There are eight possible vertical separation distance ratings (Table 4.2). The lowest rating is for > 1200 m, accounting for the maximum distance of natural hydraulic fracture height (Davies et al., 2012) and would be the minimum depth of hydraulic fracturing below groundwater in SPZ1. Other incorporated boundaries include 100 m (most likely height), 400 m (< 1 % of hydraulic fracturing stages have fractures > 350 m in height) and 600 m (maximum recorded height of induced hydraulic fracture). The weighting for this sub-factor is 1.5. If a receptor does not directly overlie the hydrocarbon activity footprint (but is within the area of interest) this should be given a rating of 1. The weighting for this subfactor is 1.5.

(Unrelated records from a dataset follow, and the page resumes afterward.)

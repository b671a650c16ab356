use std::fmt;
use std::ops::{BitOr, BitOrAssign};

use crate::{Error, Result};

/// Set of optional ("extra credit") language features.
///
/// A test program declares the features it needs; a run declares the ones
/// it enables. A program is excluded unless every feature it needs is enabled.
#[derive(Debug, Clone, Copy, PartialEq, Eq, Hash, Default)]
pub struct ExtraCredit(u8);

const NAMES: [(&str, ExtraCredit); 7] = [
    ("bitwise", ExtraCredit::BITWISE),
    ("compound", ExtraCredit::COMPOUND),
    ("increment", ExtraCredit::INCREMENT),
    ("goto", ExtraCredit::GOTO),
    ("switch", ExtraCredit::SWITCH),
    ("nan", ExtraCredit::NAN),
    ("union", ExtraCredit::UNION),
];

impl ExtraCredit {
    pub const NONE: Self = Self(0);
    pub const BITWISE: Self = Self(1);
    pub const COMPOUND: Self = Self(1 << 1);
    pub const INCREMENT: Self = Self(1 << 2);
    pub const GOTO: Self = Self(1 << 3);
    pub const SWITCH: Self = Self(1 << 4);
    pub const NAN: Self = Self(1 << 5);
    pub const UNION: Self = Self(1 << 6);
    pub const ALL: Self = Self(0x7f);

    pub const fn contains(self, other: Self) -> bool {
        self.0 & other.0 == other.0
    }

    pub const fn is_empty(self) -> bool {
        self.0 == 0
    }

    /// Feature by tag name, case-insensitive.
    pub fn from_name(name: &str) -> Option<Self> {
        NAMES
            .iter()
            .find(|(n, _)| n.eq_ignore_ascii_case(name))
            .map(|(_, f)| *f)
    }

    pub fn from_names<'a>(names: impl IntoIterator<Item = &'a str>) -> Result<Self> {
        names.into_iter().try_fold(Self::NONE, |acc, name| {
            Self::from_name(name)
                .map(|f| acc | f)
                .ok_or_else(|| Error::Config(format!("unknown extra-credit feature `{name}`")))
        })
    }
}

impl BitOr for ExtraCredit {
    type Output = Self;

    fn bitor(self, rhs: Self) -> Self {
        Self(self.0 | rhs.0)
    }
}

impl BitOrAssign for ExtraCredit {
    fn bitor_assign(&mut self, rhs: Self) {
        self.0 |= rhs.0;
    }
}

impl fmt::Display for ExtraCredit {
    fn fmt(&self, f: &mut fmt::Formatter<'_>) -> fmt::Result {
        if self.is_empty() {
            return f.write_str("none");
        }
        let names: Vec<&str> = NAMES
            .iter()
            .filter(|(_, flag)| self.contains(*flag))
            .map(|(n, _)| *n)
            .collect();
        f.write_str(&names.join("|"))
    }
}

#[cfg(test)]
mod tests {
    use super::*;

    #[test]
    fn all_contains_every_feature() {
        for (_, flag) in NAMES {
            assert!(ExtraCredit::ALL.contains(flag));
            assert!(!ExtraCredit::NONE.contains(flag));
        }
        assert_eq!(
            NAMES.iter().fold(ExtraCredit::NONE, |acc, (_, f)| acc | *f),
            ExtraCredit::ALL
        );
    }

    #[test]
    fn parses_tag_lists() {
        let flags = ExtraCredit::from_names(["BITWISE", "goto"]).expect("known tags");
        assert!(flags.contains(ExtraCredit::BITWISE | ExtraCredit::GOTO));
        assert!(!flags.contains(ExtraCredit::SWITCH));
        assert_eq!(flags.to_string(), "bitwise|goto");

        let err = ExtraCredit::from_names(["labels"]).expect_err("unknown tag");
        assert!(err.is_suite_error());
    }

    #[test]
    fn empty_requirement_is_always_satisfied() {
        assert!(ExtraCredit::NONE.contains(ExtraCredit::NONE));
    }
}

Table 4.2 Proximity of hydrocarbon source unit and potential receptor: Vertical separation.
Scores are preliminary.
Intrinsic vulnerability parameter range Rating (r)
Weighting (w)
>1200 m 1
1.5
900-1199 m 2
600-899 m 3
400-599 m 4
300-399 m 5
200-299 m 6
100-199 m 7
<99 m 8
Sources of information
Conceptual model (Section 2.2). Vertical separation is calculated from unit depths entered into the 3DGWV methodology spreadsheet.
Confidence
High to medium = conceptual model based on site specific information from nearby
boreholes. This will be dependent on the quality of the borehole log, proximity to the AOI and geological variability in the area.
Medium to low = conceptual model based on 3DGWV LithoFrame ViewerLFV 3D model, shale/ aquifer separation maps, cross-sections on geological maps and geological memoirs.